In 2010, Hammerstein wrote a book entitled “The Hammersteins – A Musical Theatre Family,” and he began lecturing. Prior to the COVID-19 pandemic, Hammerstein lectured every other month. But his bookings were usually done a year in advance, because when you’re a Hammerstein, you can’t just give a lecture, you must give a performance.
“The basic problem with my lectures was that someone would say, ‘well, we’re gonna put it to music,’” he says. “And then they’d say, ‘and we’ve got to get some singers, so we really should get some instruments. Actually, let’s get an orchestra.’ And because the orchestra needs six months to a year’s worth of lead time for rehearsal, I booked a year out. In general, I barely know what I’m doing in a year’s time. But I know I’m doing a lot.”
As we emerge from the pandemic, Hammerstein’s talks have slowly begun to resume. These lectures help support his career as an artist.
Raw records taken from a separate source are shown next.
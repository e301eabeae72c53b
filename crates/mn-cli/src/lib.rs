//! Keypress-driven behavioral annotation CLI library.
//!
//! This crate provides the terminal front end for `mn-core`.

mod cli;
pub mod commands;
mod config;
pub mod render;
pub mod terminal;

pub use cli::{ChartKind, Cli, Commands};
pub use config::Config;
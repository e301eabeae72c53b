use anyhow::{Context, Result};
use clap::Parser;
use tracing_subscriber::EnvFilter;

use mn_cli::commands::{ethograms, record};
use mn_cli::{Cli, Commands, Config};

fn main() -> Result<()> {
    let cli = Cli::parse();

    // Initialize tracing with verbose flag support; warnings show by default
    let filter = if cli.verbose {
        EnvFilter::new("debug")
    } else {
        EnvFilter::try_from_default_env().unwrap_or_else(|_| EnvFilter::new("warn"))
    };
    // Use try_init to avoid panic if tracing is already initialized (e.g., in tests)
    let _ = tracing_subscriber::fmt()
        .with_env_filter(filter)
        .with_writer(std::io::stderr)
        .try_init();

    let config = Config::load_from(cli.config.as_deref()).context("failed to load configuration")?;
    tracing::debug!(?config, "loaded configuration");

    match &cli.command {
        Some(Commands::Record(args)) => {
            record::run(args, &config)?;
        }
        Some(Commands::Ethograms { json }) => {
            ethograms::run(&mut std::io::stdout(), *json)?;
        }
        None => {
            // No subcommand, show help
            use clap::CommandFactory;
            Cli::command().print_help()?;
            println!();
        }
    }

    Ok(())
}
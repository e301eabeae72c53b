//! Per-category totals of a finished recording.

use serde::Serialize;

use crate::action_log::{ActionLog, Interval};
use crate::ethogram::{CategoryKey, Color, Ethogram};

/// Sum of interval durations in seconds.
pub fn total_duration(intervals: &[Interval]) -> f64 {
    intervals.iter().map(Interval::duration).sum()
}

/// Totals for one category that has recorded intervals.
#[derive(Debug, Clone, PartialEq, Serialize)]
pub struct SummaryEntry {
    pub key: CategoryKey,
    pub label: String,
    pub color: Color,
    pub total_secs: f64,
    pub intervals: Vec<Interval>,
}

/// Category totals in ethogram order.
#[derive(Debug, Clone, Default, PartialEq, Serialize)]
pub struct Summary {
    pub entries: Vec<SummaryEntry>,
}

impl Summary {
    /// Sum of all category totals.
    pub fn total_secs(&self) -> f64 {
        self.entries.iter().map(|e| e.total_secs).sum()
    }

    /// Fraction of the total held by `entry`, in `[0, 1]`. Zero when nothing
    /// was recorded.
    pub fn share(&self, entry: &SummaryEntry) -> f64 {
        let total = self.total_secs();
        if total > 0.0 {
            entry.total_secs / total
        } else {
            0.0
        }
    }
}

/// Reduces a log to per-category totals.
///
/// Categories are visited in ethogram order; categories without intervals
/// are left out.
pub fn summarize(log: &ActionLog, ethogram: &Ethogram) -> Summary {
    let entries = ethogram
        .categories()
        .iter()
        .filter_map(|category| {
            let intervals = log.intervals(category.key);
            if intervals.is_empty() {
                return None;
            }
            Some(SummaryEntry {
                key: category.key,
                label: category.label.clone(),
                color: category.color,
                total_secs: total_duration(intervals),
                intervals: intervals.to_vec(),
            })
        })
        .collect();

    Summary { entries }
}

#[cfg(test)]
mod tests {
    use super::*;

    use crate::engine::SegmentationEngine;
    use crate::ethogram::{PAUSE_KEY, Preset, QUIT_KEY};

    #[test]
    #[expect(clippy::float_cmp, reason = "sums of small integers are exact")]
    fn total_duration_sums_intervals() {
        let intervals = [Interval::new(0.0, 2.0), Interval::new(5.0, 9.0)];
        assert_eq!(total_duration(&intervals), 6.0);
        assert_eq!(total_duration(&[]), 0.0);
    }

    #[test]
    fn summary_follows_ethogram_order_and_skips_empty() {
        let ethogram = Preset::Mice.ethogram();
        let mut engine = SegmentationEngine::new(ethogram.clone());
        let events = [
            ('g', 1.0),
            ('a', 3.0),
            (PAUSE_KEY, 4.0),
            (PAUSE_KEY, 6.0),
            ('g', 7.0),
        ];
        for (key, now) in events {
            engine.apply(key, now);
        }
        engine.apply(QUIT_KEY, 10.0);
        let log = engine.finish().unwrap();

        let summary = summarize(&log, &ethogram);
        let labels: Vec<&str> = summary.entries.iter().map(|e| e.label.as_str()).collect();
        // Mice order puts allogrooming first, grooming before other.
        assert_eq!(labels, ["Allogrooming", "Grooming", "Other"]);

        let grooming = &summary.entries[1];
        assert_eq!(
            grooming.intervals,
            vec![Interval::new(1.0, 3.0), Interval::new(5.0, 8.0)]
        );
        assert!((grooming.total_secs - 5.0).abs() < f64::EPSILON);
        assert!((summary.total_secs() - 8.0).abs() < f64::EPSILON);
        assert!((summary.share(grooming) - 0.625).abs() < f64::EPSILON);
    }

    #[test]
    fn share_is_zero_for_empty_recording() {
        let ethogram = Preset::HomeCage.ethogram();
        let mut engine = SegmentationEngine::new(ethogram.clone());
        engine.apply(QUIT_KEY, 0.0);
        let summary = summarize(&engine.finish().unwrap(), &ethogram);

        assert_eq!(summary.entries.len(), 1);
        assert!(summary.share(&summary.entries[0]).abs() < f64::EPSILON);
    }
}
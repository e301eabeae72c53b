//! Core domain logic for behavioral annotation.
//!
//! This crate contains:
//! - Ethograms: the static key/label/color tables, including built-in presets
//! - Segmentation: turning timed key presses into per-category intervals
//! - Summaries: per-category totals and raster sampling of a finished log
//! - The recording loop and the seams for key input, clock and rendering

mod action_log;
pub mod engine;
pub mod ethogram;
pub mod raster;
pub mod recorder;
pub mod render;
pub mod summary;

pub use action_log::{ActionLog, Interval};
pub use engine::{EngineSignal, SegmentationEngine, Step};
pub use ethogram::{
    Category, CategoryKey, Color, Ethogram, EthogramError, EthogramTable, PAUSE_KEY, Preset,
    QUIT_KEY,
};
pub use raster::{RasterError, RasterRow, discretize};
pub use recorder::{
    Clock, EndReason, KeyRead, KeySource, KeySourceError, MonotonicClock, Recording, StepObserver,
    record,
};
pub use render::{RenderOutcome, SummaryRenderer};
pub use summary::{Summary, SummaryEntry, summarize, total_duration};
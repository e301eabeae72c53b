//! Configuration loading and management.

use std::path::{Path, PathBuf};

use anyhow::Context;
use figment::Figment;
use figment::providers::{Env, Format, Serialized, Toml};
use mn_core::{Ethogram, EthogramTable, Preset};
use serde::{Deserialize, Serialize};

use crate::cli::ChartKind;

/// Application configuration.
#[derive(Debug, Clone, PartialEq, Serialize, Deserialize)]
pub struct Config {
    /// Name of the built-in ethogram to record with.
    pub ethogram: String,

    /// Print a line for every live keypress.
    pub print_progress: bool,

    /// Chart drawn after recording.
    pub chart: ChartKind,

    /// Sampling step for the raster chart, in seconds.
    pub raster_granularity_secs: f64,

    /// Custom category table. Replaces the named preset when set.
    #[serde(default, skip_serializing_if = "Option::is_none")]
    pub custom_ethogram: Option<EthogramTable>,
}

impl Default for Config {
    fn default() -> Self {
        Self {
            ethogram: Preset::Mice.name().to_string(),
            print_progress: true,
            chart: ChartKind::Pie,
            raster_granularity_secs: 1.0,
            custom_ethogram: None,
        }
    }
}

impl Config {
    /// Loads configuration, optionally from a specific file.
    #[expect(
        clippy::result_large_err,
        reason = "figment::Error is large but only returned at startup"
    )]
    pub fn load_from(config_path: Option<&Path>) -> Result<Self, figment::Error> {
        let mut figment = Figment::from(Serialized::defaults(Self::default()));

        // Load from default config location
        if let Some(config_dir) = dirs_config_path() {
            figment = figment.merge(Toml::file(config_dir.join("config.toml")));
        }

        // Load from specified config file
        if let Some(path) = config_path {
            figment = figment.merge(Toml::file(path));
        }

        // Load from environment variables (MN_*)
        figment = figment.merge(Env::prefixed("MN_"));

        figment.extract()
    }

    /// Resolves the ethogram to record with.
    ///
    /// `name` overrides the configured preset. A custom table wins unless a
    /// preset is explicitly named. Returns the display name with the ethogram.
    pub fn resolve_ethogram(&self, name: Option<&str>) -> anyhow::Result<(String, Ethogram)> {
        if let (None, Some(table)) = (name, &self.custom_ethogram) {
            let ethogram =
                Ethogram::new(table.clone()).context("invalid custom_ethogram in configuration")?;
            return Ok(("custom".to_string(), ethogram));
        }

        let name = name.unwrap_or(self.ethogram.as_str());
        let preset: Preset = name.parse()?;
        Ok((preset.name().to_string(), preset.ethogram()))
    }
}

/// Returns the platform-specific config directory for mn.
///
/// On Linux: `~/.config/mn`
pub fn dirs_config_path() -> Option<PathBuf> {
    dirs::config_dir().map(|p| p.join("mn"))
}

#[cfg(test)]
mod tests {
    use super::*;

    use mn_core::CategoryKey;

    fn write_config(contents: &str) -> (tempfile::TempDir, PathBuf) {
        let temp = tempfile::tempdir().unwrap();
        let path = temp.path().join("config.toml");
        std::fs::write(&path, contents).unwrap();
        (temp, path)
    }

    #[test]
    fn test_dirs_config_path_ends_with_mn() {
        let path = dirs_config_path().unwrap();
        assert_eq!(path.file_name().unwrap(), "mn");
    }

    #[test]
    fn test_default_config_records_mice_with_pie_chart() {
        let config = Config::default();
        assert_eq!(config.ethogram, "mice");
        assert!(config.print_progress);
        assert_eq!(config.chart, ChartKind::Pie);
        assert!(config.custom_ethogram.is_none());
    }

    #[test]
    fn test_load_from_file_overrides_defaults() {
        let (_temp, path) = write_config(
            r#"
ethogram = "two-chamber"
print_progress = false
chart = "raster"
raster_granularity_secs = 0.5
"#,
        );

        let config = Config::load_from(Some(&path)).unwrap();
        assert_eq!(config.ethogram, "two-chamber");
        assert!(!config.print_progress);
        assert_eq!(config.chart, ChartKind::Raster);
        assert!((config.raster_granularity_secs - 0.5).abs() < f64::EPSILON);
    }

    #[test]
    fn test_custom_ethogram_replaces_preset() {
        let (_temp, path) = write_config(
            r##"
[custom_ethogram]
default = "o"
initial = "h"

[[custom_ethogram.categories]]
key = "h"
label = "Huddling"
color = "#112233"

[[custom_ethogram.categories]]
key = "o"
label = "Other"
color = "#A6A6A6"
"##,
        );

        let config = Config::load_from(Some(&path)).unwrap();
        let (name, ethogram) = config.resolve_ethogram(None).unwrap();
        assert_eq!(name, "custom");
        assert_eq!(ethogram.initial_key(), CategoryKey::new('h'));
        assert_eq!(ethogram.label(CategoryKey::new('h')), "Huddling");

        // An explicit preset still wins over the custom table.
        let (name, _) = config.resolve_ethogram(Some("home-cage")).unwrap();
        assert_eq!(name, "home-cage");
    }

    #[test]
    fn test_invalid_custom_ethogram_is_rejected() {
        let config = Config {
            custom_ethogram: Some(EthogramTable {
                categories: Vec::new(),
                default: CategoryKey::new('o'),
                initial: None,
            }),
            ..Config::default()
        };

        let err = config.resolve_ethogram(None).unwrap_err();
        assert!(format!("{err:#}").contains("at least one category"));
    }

    #[test]
    fn test_unknown_preset_is_rejected() {
        let config = Config::default();
        let err = config.resolve_ethogram(Some("rats")).unwrap_err();
        assert_eq!(err.to_string(), "unknown ethogram preset: rats");
    }
}
//! Command-line argument definitions.

use std::path::PathBuf;

use clap::{Parser, Subcommand, ValueEnum};
use serde::{Deserialize, Serialize};

use crate::commands::record::RecordArgs;

/// Keypress-driven behavioral annotation.
///
/// Watch an animal, press the key for what it is doing, and get the time spent
/// in each behavior when you quit.
#[derive(Debug, Parser)]
#[command(name = "mn", version, about, long_about = None)]
pub struct Cli {
    /// Enable verbose output.
    #[arg(short, long, global = true)]
    pub verbose: bool,

    /// Path to config file.
    #[arg(short, long, global = true)]
    pub config: Option<PathBuf>,

    #[command(subcommand)]
    pub command: Option<Commands>,
}

/// Available subcommands.
#[derive(Debug, Subcommand)]
pub enum Commands {
    /// Record a session from live keypresses.
    Record(RecordArgs),

    /// List the built-in ethograms.
    Ethograms {
        /// Output as JSON.
        #[arg(long)]
        json: bool,
    },
}

/// Chart drawn after a recording.
#[derive(Debug, Clone, Copy, PartialEq, Eq, Default, ValueEnum, Serialize, Deserialize)]
#[serde(rename_all = "lowercase")]
pub enum ChartKind {
    /// Proportion of time per category.
    #[default]
    Pie,
    /// Occurrence times per category.
    Raster,
    /// No chart.
    None,
}
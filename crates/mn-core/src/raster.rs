//! Discretized event occurrences for raster plots.

use serde::Serialize;
use thiserror::Error;

use crate::action_log::ActionLog;
use crate::ethogram::{CategoryKey, Color, Ethogram};

/// Most occurrence times one raster may hold.
pub const MAX_SAMPLES: u32 = 1_000_000;

#[derive(Debug, Error, Clone, PartialEq)]
pub enum RasterError {
    #[error("raster granularity must be a positive number of seconds, got {value}")]
    InvalidGranularity { value: f64 },

    #[error("raster granularity {granularity}s needs about {samples:.0} samples, limit is {limit}")]
    TooManySamples {
        granularity: f64,
        samples: f64,
        limit: u32,
    },
}

/// Sampled occurrence times for one category.
#[derive(Debug, Clone, PartialEq, Serialize)]
pub struct RasterRow {
    pub key: CategoryKey,
    pub label: String,
    pub color: Color,
    pub times: Vec<f64>,
}

/// Samples every interval at `granularity` seconds.
///
/// Each interval `[start, end)` contributes `start, start + g, ...` up to but
/// excluding `end`. Rows are in ethogram order and only categories with
/// intervals get a row. Fails if the whole log would exceed [`MAX_SAMPLES`].
pub fn discretize(
    log: &ActionLog,
    ethogram: &Ethogram,
    granularity: f64,
) -> Result<Vec<RasterRow>, RasterError> {
    if !granularity.is_finite() || granularity <= 0.0 {
        return Err(RasterError::InvalidGranularity { value: granularity });
    }

    let samples: f64 = log
        .iter()
        .flat_map(|(_, intervals)| intervals)
        .map(|interval| ((interval.end - interval.start) / granularity).ceil())
        .sum();
    if samples > f64::from(MAX_SAMPLES) {
        return Err(RasterError::TooManySamples {
            granularity,
            samples,
            limit: MAX_SAMPLES,
        });
    }

    let rows = ethogram
        .categories()
        .iter()
        .filter_map(|category| {
            let intervals = log.intervals(category.key);
            if intervals.is_empty() {
                return None;
            }
            let times = intervals
                .iter()
                .flat_map(|interval| {
                    // Step by index so long intervals do not accumulate drift.
                    (0..=MAX_SAMPLES)
                        .map(move |i| f64::from(i).mul_add(granularity, interval.start))
                        .take_while(move |&t| t < interval.end)
                })
                .collect();
            Some(RasterRow {
                key: category.key,
                label: category.label.clone(),
                color: category.color,
                times,
            })
        })
        .collect();

    Ok(rows)
}
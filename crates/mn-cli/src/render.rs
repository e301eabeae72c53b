//! Terminal charts for finished recordings.
//!
//! Both charts draw with block characters and, on a terminal, the ethogram's
//! colors. They report [`RenderOutcome::Unavailable`] rather than failing.

use std::io::{self, IsTerminal, Write};

use crossterm::style::{self, Stylize};
use mn_core::{Color, Recording, RenderOutcome, SummaryRenderer, discretize, summarize};

/// Width of bars and raster rows in columns.
const CHART_WIDTH: usize = 40;

/// Where a chart is written and whether it may use color.
#[derive(Debug)]
struct ChartOutput<W> {
    out: W,
    styled: bool,
    /// Why drawing is impossible, e.g. stdout is not a terminal.
    blocked: Option<String>,
}

impl<W: Write> ChartOutput<W> {
    fn paint(&self, text: String, color: Color) -> String {
        if self.styled {
            let color = style::Color::Rgb {
                r: color.r,
                g: color.g,
                b: color.b,
            };
            style::style(text).with(color).to_string()
        } else {
            text
        }
    }

    fn finish(&mut self, drawn: io::Result<()>) -> RenderOutcome {
        match drawn.and_then(|()| self.out.flush()) {
            Ok(()) => RenderOutcome::Rendered,
            Err(e) => RenderOutcome::unavailable(format!("failed to draw chart: {e}")),
        }
    }
}

fn stdout_output() -> ChartOutput<io::Stdout> {
    let out = io::stdout();
    let blocked = (!out.is_terminal()).then(|| "stdout is not a terminal".to_string());
    ChartOutput {
        out,
        styled: true,
        blocked,
    }
}

/// Horizontal proportion bars, one per category with recorded time.
#[derive(Debug)]
pub struct PieChart<W> {
    output: ChartOutput<W>,
}

impl PieChart<io::Stdout> {
    /// Draws on stdout in color. Unavailable when stdout is redirected.
    pub fn stdout() -> Self {
        Self {
            output: stdout_output(),
        }
    }
}

impl<W: Write> PieChart<W> {
    /// Draws plain text into `out`.
    pub const fn plain(out: W) -> Self {
        Self {
            output: ChartOutput {
                out,
                styled: false,
                blocked: None,
            },
        }
    }

    pub fn into_inner(self) -> W {
        self.output.out
    }
}

/// Number of filled cells for a share in `[0, 1]`.
///
/// Non-zero shares always get at least one cell so they stay visible.
#[allow(
    clippy::cast_precision_loss,
    clippy::cast_possible_truncation,
    clippy::cast_sign_loss
)]
fn filled_cells(share: f64) -> usize {
    let filled = (share * CHART_WIDTH as f64)
        .round()
        .clamp(0.0, CHART_WIDTH as f64) as usize;
    if filled == 0 && share > 0.0 { 1 } else { filled }
}

impl<W: Write> SummaryRenderer for PieChart<W> {
    fn render(&mut self, recording: &Recording) -> RenderOutcome {
        if let Some(reason) = &self.output.blocked {
            return RenderOutcome::unavailable(reason.clone());
        }

        let summary = summarize(&recording.log, &recording.ethogram);
        if summary.total_secs() <= 0.0 {
            return RenderOutcome::unavailable("no recorded time to chart");
        }

        // Zero-length runs have nothing to show.
        let entries: Vec<_> = summary
            .entries
            .iter()
            .filter(|e| e.total_secs > 0.0)
            .collect();
        let width = entries
            .iter()
            .map(|e| e.label.chars().count())
            .max()
            .unwrap_or(0);

        let mut lines = vec!["TIME PER CATEGORY".to_string()];
        for entry in entries {
            let share = summary.share(entry);
            let filled = filled_cells(share);
            let bar = self.output.paint("█".repeat(filled), entry.color);
            let rest = "░".repeat(CHART_WIDTH - filled);
            let percent = share * 100.0;
            lines.push(format!(
                "{:<width$}  {bar}{rest}  {percent:>5.1}%",
                entry.label
            ));
        }

        let drawn = lines
            .iter()
            .try_for_each(|line| writeln!(self.output.out, "{line}"));
        self.output.finish(drawn)
    }
}

/// Event raster: one row per category, a tick per sampled occurrence.
#[derive(Debug)]
pub struct RasterPlot<W> {
    output: ChartOutput<W>,
    granularity: f64,
}

impl RasterPlot<io::Stdout> {
    /// Draws on stdout in color. Unavailable when stdout is redirected.
    pub fn stdout(granularity: f64) -> Self {
        Self {
            output: stdout_output(),
            granularity,
        }
    }
}

impl<W: Write> RasterPlot<W> {
    /// Draws plain text into `out`.
    pub const fn plain(out: W, granularity: f64) -> Self {
        Self {
            output: ChartOutput {
                out,
                styled: false,
                blocked: None,
            },
            granularity,
        }
    }

    pub fn into_inner(self) -> W {
        self.output.out
    }
}

/// Column for a time in `[0, end]`.
#[allow(
    clippy::cast_precision_loss,
    clippy::cast_possible_truncation,
    clippy::cast_sign_loss
)]
fn column(t: f64, end: f64) -> usize {
    let col = (t / end * CHART_WIDTH as f64).floor().max(0.0) as usize;
    col.min(CHART_WIDTH - 1)
}

impl<W: Write> SummaryRenderer for RasterPlot<W> {
    fn render(&mut self, recording: &Recording) -> RenderOutcome {
        if let Some(reason) = &self.output.blocked {
            return RenderOutcome::unavailable(reason.clone());
        }

        let end = recording.log.end();
        if end <= 0.0 {
            return RenderOutcome::unavailable("no recorded time to chart");
        }
        let rows = match discretize(&recording.log, &recording.ethogram, self.granularity) {
            Ok(rows) => rows,
            Err(e) => return RenderOutcome::unavailable(e.to_string()),
        };

        let width = rows
            .iter()
            .map(|r| r.label.chars().count())
            .max()
            .unwrap_or(0);

        let mut lines = vec!["EVENT RASTER".to_string()];
        for row in &rows {
            let mut cells = vec![' '; CHART_WIDTH];
            for &t in &row.times {
                cells[column(t, end)] = '|';
            }
            let ticks: String = cells.into_iter().collect();
            let ticks = self.output.paint(ticks.trim_end().to_string(), row.color);
            let line = format!("{:<width$}  {ticks}", row.label);
            lines.push(line.trim_end().to_string());
        }
        let end_label = format!("{end:.1}s");
        lines.push(format!(
            "{:width$}  0s{end_label:>pad$}",
            "",
            pad = CHART_WIDTH - 2
        ));

        let drawn = lines
            .iter()
            .try_for_each(|line| writeln!(self.output.out, "{line}"));
        self.output.finish(drawn)
    }
}

#[cfg(test)]
mod tests {
    use super::*;

    use insta::assert_snapshot;
    use mn_core::{EndReason, Preset, QUIT_KEY, SegmentationEngine};

    fn two_chamber_recording() -> Recording {
        let ethogram = Preset::TwoChamber.ethogram();
        let mut engine = SegmentationEngine::new(ethogram.clone());
        engine.apply('l', 1.0);
        engine.apply('r', 4.0);
        engine.apply(QUIT_KEY, 5.0);
        Recording {
            ethogram,
            log: engine.finish().unwrap(),
            ended_by: EndReason::QuitKey,
        }
    }

    #[test]
    fn pie_chart_draws_shares_in_ethogram_order() {
        let mut chart = PieChart::plain(Vec::new());
        let outcome = chart.render(&two_chamber_recording());
        assert_eq!(outcome, RenderOutcome::Rendered);

        let output = String::from_utf8(chart.into_inner()).unwrap();
        assert_snapshot!(output, @r"
        TIME PER CATEGORY
        Left Chamber   ████████████████████████░░░░░░░░░░░░░░░░   60.0%
        Center         ████████░░░░░░░░░░░░░░░░░░░░░░░░░░░░░░░░   20.0%
        Right Chamber  ████████░░░░░░░░░░░░░░░░░░░░░░░░░░░░░░░░   20.0%
        ");
    }

    #[test]
    fn pie_chart_unavailable_without_recorded_time() {
        let ethogram = Preset::Mice.ethogram();
        let mut engine = SegmentationEngine::new(ethogram.clone());
        engine.apply(QUIT_KEY, 0.0);
        let recording = Recording {
            ethogram,
            log: engine.finish().unwrap(),
            ended_by: EndReason::QuitKey,
        };

        let mut chart = PieChart::plain(Vec::new());
        assert_eq!(
            chart.render(&recording),
            RenderOutcome::unavailable("no recorded time to chart")
        );
        assert!(chart.into_inner().is_empty());
    }

    #[test]
    fn pie_chart_skips_zero_length_categories() {
        let ethogram = Preset::TwoChamber.ethogram();
        let mut engine = SegmentationEngine::new(ethogram.clone());
        engine.apply('l', 0.0);
        engine.apply(QUIT_KEY, 2.0);
        let recording = Recording {
            ethogram,
            log: engine.finish().unwrap(),
            ended_by: EndReason::QuitKey,
        };

        let mut chart = PieChart::plain(Vec::new());
        assert_eq!(chart.render(&recording), RenderOutcome::Rendered);

        let output = String::from_utf8(chart.into_inner()).unwrap();
        assert_snapshot!(output, @r"
        TIME PER CATEGORY
        Left Chamber  ████████████████████████████████████████  100.0%
        ");
    }

    #[test]
    fn tiny_shares_stay_visible() {
        assert_eq!(filled_cells(0.001), 1);
        assert_eq!(filled_cells(0.0), 0);
        assert_eq!(filled_cells(1.0), CHART_WIDTH);
    }

    #[test]
    fn raster_plot_marks_occurrences() {
        let mut plot = RasterPlot::plain(Vec::new(), 0.5);
        let outcome = plot.render(&two_chamber_recording());
        assert_eq!(outcome, RenderOutcome::Rendered);

        let output = String::from_utf8(plot.into_inner()).unwrap();
        assert_snapshot!(output, @r"
        EVENT RASTER
        Left Chamber           |   |   |   |   |   |
        Center         |   |
        Right Chamber                                  |   |
                       0s                                  5.0s
        ");
    }

    #[test]
    fn raster_plot_reports_bad_granularity() {
        let mut plot = RasterPlot::plain(Vec::new(), 0.0);
        let outcome = plot.render(&two_chamber_recording());
        assert!(matches!(
            outcome,
            RenderOutcome::Unavailable(reason) if reason.contains("granularity")
        ));
    }

    #[test]
    fn raster_plot_refuses_oversampling() {
        let mut plot = RasterPlot::plain(Vec::new(), 1e-12);
        let outcome = plot.render(&two_chamber_recording());
        assert!(matches!(
            outcome,
            RenderOutcome::Unavailable(reason) if reason.contains("limit is 1000000")
        ));
        assert!(plot.into_inner().is_empty());
    }

    #[test]
    fn write_failures_are_reported_not_raised() {
        struct Broken;

        impl Write for Broken {
            fn write(&mut self, _: &[u8]) -> io::Result<usize> {
                Err(io::Error::other("pipe closed"))
            }

            fn flush(&mut self) -> io::Result<()> {
                Ok(())
            }
        }

        let mut chart = PieChart::plain(Broken);
        let outcome = chart.render(&two_chamber_recording());
        assert!(matches!(
            outcome,
            RenderOutcome::Unavailable(reason) if reason.contains("pipe closed")
        ));
    }
}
And as a self-described introvert, they also give him an opportunity to step outside his shell.
“I get it all out of my system on one day,” he jokes. “All my socializing happens in one day, and then I’m back to being a hermit in my studio.”
During the past several years, Hammerstein has continued to paint his signature Sunspots, but he’s also begun a new series called Tempo Clash, inspired by his love of piano, which he plays every morning before he begins painting.
To do this, Hammerstein begins by painting a square from left to right, moving along through time. Then he explores what the basic rhythm would look like if he overlaid it with another rhythm that fit into the same space but was cut differently.
“Instead of eight to a bar, what if it was 15 to a bar, or seven to a bar,” he explains. “Then I’d look at what eight and 17 look like together. And usually, that makes this completely different pattern. Over time, I’ve figured out that you don’t want to use an odd number with an odd number because it’s too symmetrical. And you don’t want to use an even number with an even number because it’s too repetitive. So, you end up with juxtaposing an odd number with an even one. And that has yielded all my paintings.”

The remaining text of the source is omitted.